RSのミッションとしては、決められたフォーマットでレポートを作成し、問題なく出荷できればOKなのですが、「本当にこのフロー、サービスでその先のカスタマーに満足しきっていただけるか」を問うたとき、まだ改善できることがありそうだと気づいたんです。
そこで、出荷後の荷物の動きを徹底して調べました。すると、配送にかなりの時間を要するケースがあることがわかったんです。輸送会社に問い合わせ、時間がかかっている理由を突き詰めた後、いくつかのフローの見直しを行いました。
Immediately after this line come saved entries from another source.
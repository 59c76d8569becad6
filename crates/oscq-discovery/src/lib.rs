//! mDNS discovery of the VRChat OSCQuery service
//!
//! This crate keeps track of the port the local VRChat client advertises for
//! OSCQuery (`_oscjson._tcp.local.`) and tells a host about every change:
//! - [`ResolverAdapter`] runs one bounded query and picks the first instance
//!   whose name starts with the configured prefix
//! - [`DiscoveryLoop`] alternates between querying and a cancellable backoff,
//!   suppressing repeated and zero ports
//! - [`PortSink`] implementations deliver a change either as a `FOUND:<port>`
//!   stdout line or through a registered callback
//! - [`PortListener`] is the start/stop control surface; at most one loop runs
//!   per listener and a second start supersedes the first
//! - [`SidecarClient`] is the host side: it launches the sidecar binary and
//!   turns its stdout back into ports
//!
//! # Example
//!
//! ```no_run
//! use oscq_discovery::{DiscoveryConfig, MdnsResolver, PortListener, StdoutSink};
//! use std::sync::Arc;
//!
//! #[tokio::main]
//! async fn main() -> anyhow::Result<()> {
//!     let config = DiscoveryConfig::default();
//!     let listener = PortListener::new(MdnsResolver::new()?, &config)?;
//!
//!     // Prints FOUND:<port> whenever the advertised port changes
//!     listener.start(Some(Arc::new(StdoutSink::stdout())));
//!
//!     tokio::signal::ctrl_c().await?;
//!     listener.stop();
//!     Ok(())
//! }
//! ```

pub mod config;
pub mod controller;
pub mod error;
pub mod host;
pub mod listener;
pub mod mdns;
pub mod resolver;
pub mod sink;

pub use config::DiscoveryConfig;
pub use controller::PortListener;
pub use error::{DiscoveryError, Result};
pub use host::SidecarClient;
pub use listener::{DiscoveryLoop, LoopState};
pub use mdns::MdnsResolver;
pub use resolver::{Lookup, Query, Resolver, ResolverAdapter};
pub use sink::{CallbackSink, ChannelSink, LineSink, PortCallback, PortSink, StdoutSink};
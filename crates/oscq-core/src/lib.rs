//! # OSCQuery Finder Core
//!
//! Shared building blocks for the OSCQuery finder sidecar and its embedded
//! library form:
//!
//! - **Configuration**: service type, instance prefix, resolve timeout and
//!   backoff, loaded from YAML files with `OSCQ_*` environment overrides.
//! - **Errors**: `thiserror` based error types for configuration failures.
//! - **Types**: the `ServiceAnnouncement` produced by a single resolver query.
//! - **Protocol**: the `FOUND:<port>` stdout line protocol spoken between the
//!   sidecar and its host application.
//! - **Logging**: tracing subscriber setup that never writes to stdout.
//!
//! ## Example
//!
//! ```
//! use oscq_core::config::FinderConfig;
//! use oscq_core::protocol;
//!
//! let config = FinderConfig::default();
//! assert!(config.validate().is_ok());
//!
//! assert_eq!(protocol::format_found(9000), "FOUND:9000");
//! assert_eq!(protocol::classify("FOUND:9000"), protocol::Line::Found(9000));
//! ```

pub mod config;
pub mod error;
pub mod logging;
pub mod protocol;
pub mod types;

pub use config::{DiscoveryConfig, FinderConfig, LogFormat, LoggingConfig};
pub use error::{ConfigError, FinderError, Result};
pub use types::ServiceAnnouncement;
その結果、サイクルは平均して4日ほど短縮できました。
ただ契約上のミッションを遂行するだけでなく、クライアントの先にいるカスタマーまで満足していただけているかを考えて、仕事をする。そんなスタンスはクライアントからもお褒めの言葉をいただくことができました。同時に、企業の方が目を向けない部分に焦点を合わせたことで、介在価値を提供することが私たちの価値のひとつであることを再確認できた貴重な学びになりました。
派遣先企業が求めている期待の「1cm上にある価値」を提供したい
RSの魅力は、役職や年次に関係なく発言できる、フラットな雰囲気です。さまざまなバックボーンの人がいて、積み重ねてきた経験も、気がつくポイントもそれぞれ違うので、日々さまざまな発言が飛び交います。現場と管理者の間に距離が生まれないような風土は、とても気に入っています。
これまでBPOの仕事に携わる中で、クライアントが求めているもの以上のものを提供できるように、コツコツと努力を積み重ねてきました。私は有言実行よりも不言実行というか、静かに闘志を燃やし、黙々と実行し、期待値以上の成果を出していきたいタイプです。依頼者の希望を1cmでも2cmでも高く超えて、成果を還元できるところまで徹底的に伴走していきたいと思っています。
そのために、これからは介在価値を発揮できる役割をメンバーそれぞれに担ってもらい、高い品質で価値を提供できる組織を作っていきたいです。慎ましく努力を重ねつつも「当然ですよ」と涼しい顔をして成果を出せると最高ですね(笑)。
その先で個人として描いている展望は、プロジェクトデザインに携わること。かつて一度、プロジェクトの新規立ち上げをしたことがあり、サービス開始までの必要なステップやスケジュールを立てていくのがおもしろいと感じたんです。目の前の仕事を一つひとつ大切に積推進しながら、新しい領域も視野に入れていけたらと思います。
当社は、やりたいと声を上げる人にはすごく門が広い会社です。BPOは、あらゆる業種・業界の、あらゆる経験が役に立つ仕事。さまざまな経験が組織の糧になります。一緒に挑戦してくれる仲間がさらに増えると嬉しいですね。